米国長期金利は先週発表された7月の米フィラデルフィア連銀製造業景気指数や米総合購買担当者景気指数(PMI)速報値が市場予想を下回った事を受けて下げ基調に転じ、ドル・円相場と強い相関関係にある10年債利回りは終値ベースで水曜日の高値3.030%から金曜日は2.754%へと大きく下落した。
(下のチャートの赤い線の下落が10年債利回りの下落を表している。)

当然ドル・円相場も下落し、7週連続で陽線(終値が始値を上回る。)を示していた週足・ローソク足も久し振りに陰線(終値が始値を下回る。)に転じた。

(今年に入ってからのドル・円相場・週足・ローソク足)

明らかにトレンドの変化を感じるが、もう一つテクニカル分析上の面白い現象を見てみよう。

それはドル・円相場の日足チャートに21日移動平均線を引いたものである。

下は今年に入ってからのドル・円相場の日足チャートに21日移動平均線(紫色の線)を引いたものであるが、ドル・円相場は3月8日に115.24を安値に21日線を上切り、その後4月28日に高値131.25まで上昇した。

5月18日、高値129.53を見た後21日線を下切り、5月24日安値126.35まで下落した。

6月1日、安値128.64を見た後21日線を上切り、7月14日高値139.39まで上昇した。

そして7月22日、高値137.95を見た後再び21日線を下切ったのである。

これはあくまでもチャートを見ながらの後付けであり、相場がこのまま下がるかどうかは分からないが、先週のレポートで“ドル・円はテクニカル上は買われ過ぎであり、下サイドへの動きに注意。”と指摘した通りの動きとなっている。

先週、市場がリセッション(景気後退)の先行指標と理解する米国2年債利回りと10年債利回りの逆転現象(10年債利回りが2年物のそれを下回る。)である逆イールド・カーブについて触れたが、この現象は先週も続き7月5日から18日間連続で起きており、しかもその金利差は-0.213%まで拡大した。

実は、逆イールド・カーブは1978年以降の米国の6回のリセッションを全て予告してきているのである。

市場はFRB.の利上げによる政策金利の上昇により期近な2年債利回りは上昇するが、何れ景気減速によりより長期金利は下がるであろうと読んでいるとも言える。
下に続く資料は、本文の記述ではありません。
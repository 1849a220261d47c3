// src/utils/prometheus_metrics.rs

use once_cell::sync::Lazy;
use prometheus::{register_counter, register_gauge, register_histogram, Counter, Gauge, Histogram};

pub static DOCUMENTS_PROCESSED_TOTAL: Lazy<Counter> = Lazy::new(|| {
    register_counter!(
        "batch_documents_processed_total",
        "Total number of documents that completed extraction."
    )
    .expect("Failed to register DOCUMENTS_PROCESSED_TOTAL counter")
});

pub static DOCUMENTS_FAILED_TOTAL: Lazy<Counter> = Lazy::new(|| {
    register_counter!(
        "batch_documents_failed_total",
        "Total number of documents that failed (validation, processor error or panic)."
    )
    .expect("Failed to register DOCUMENTS_FAILED_TOTAL counter")
});

pub static DOCUMENTS_CANCELLED_TOTAL: Lazy<Counter> = Lazy::new(|| {
    register_counter!(
        "batch_documents_cancelled_total",
        "Total number of documents refused admission after a shutdown request."
    )
    .expect("Failed to register DOCUMENTS_CANCELLED_TOTAL counter")
});

pub static SOURCE_VALIDATION_FAILURES_TOTAL: Lazy<Counter> = Lazy::new(|| {
    register_counter!(
        "batch_source_validation_failures_total",
        "Total number of documents fast-failed because their source was unreachable."
    )
    .expect("Failed to register SOURCE_VALIDATION_FAILURES_TOTAL counter")
});

pub static MEMORY_RECLAIM_HINTS_TOTAL: Lazy<Counter> = Lazy::new(|| {
    register_counter!(
        "batch_memory_reclaim_hints_total",
        "Total number of reclamation hints emitted after sharp memory growth."
    )
    .expect("Failed to register MEMORY_RECLAIM_HINTS_TOTAL counter")
});

pub static ACTIVE_PROCESSING_TASKS: Lazy<Gauge> = Lazy::new(|| {
    register_gauge!(
        "batch_active_processing_tasks",
        "Number of documents currently being processed concurrently."
    )
    .expect("Failed to register ACTIVE_PROCESSING_TASKS gauge")
});

pub static RESIDENT_MEMORY_MB: Lazy<Gauge> = Lazy::new(|| {
    register_gauge!(
        "batch_resident_memory_mb",
        "Most recent resident memory sample, in megabytes."
    )
    .expect("Failed to register RESIDENT_MEMORY_MB gauge")
});

pub static TASK_PROCESSING_DURATION_SECONDS: Lazy<Histogram> = Lazy::new(|| {
    register_histogram!(
        "batch_task_processing_duration_seconds",
        "Histogram of per-document processing durations."
    )
    .expect("Failed to register TASK_PROCESSING_DURATION_SECONDS histogram")
});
となると日米金利差拡大の思惑で上昇してきたドル・円相場は此処からは大きくは上がらないのではないかとの思惑が浮かんでも不思議ではない。

問題は、もしドル・円相場の下への調整が有るとしたら、どこら辺まで下がるかであるが、これを予測するのは難しい。

139円台から135円台への3%弱の調整がそうであったかも知れないし、132円台くらいまでの更なる調整が起きるかもしれない。

何れにせよ、黒田・日銀の頑なな超緩和政策の継続による短期金利差拡大、11ヶ月連続で赤字を計上した6月貿易収支に見る我が国の経済ファンダメンタルズの悪化などを見るにつけ、大きく円高に振れるは思えない。

現状のドル安&円高の動きは3月からの急激なドル高&円安の調整局面であり、何れ再びドルが反転上昇する可能性が高いと見ておいて良かろう。

今週のテクニカル分析の見方は短期的に更なるドル・円の下落を示唆。
先週の安値である135円台ミドルを下切れば134円台までの調整の可能性が有り。
138円台ミドルを回復するまではドルの売り持ちを保持。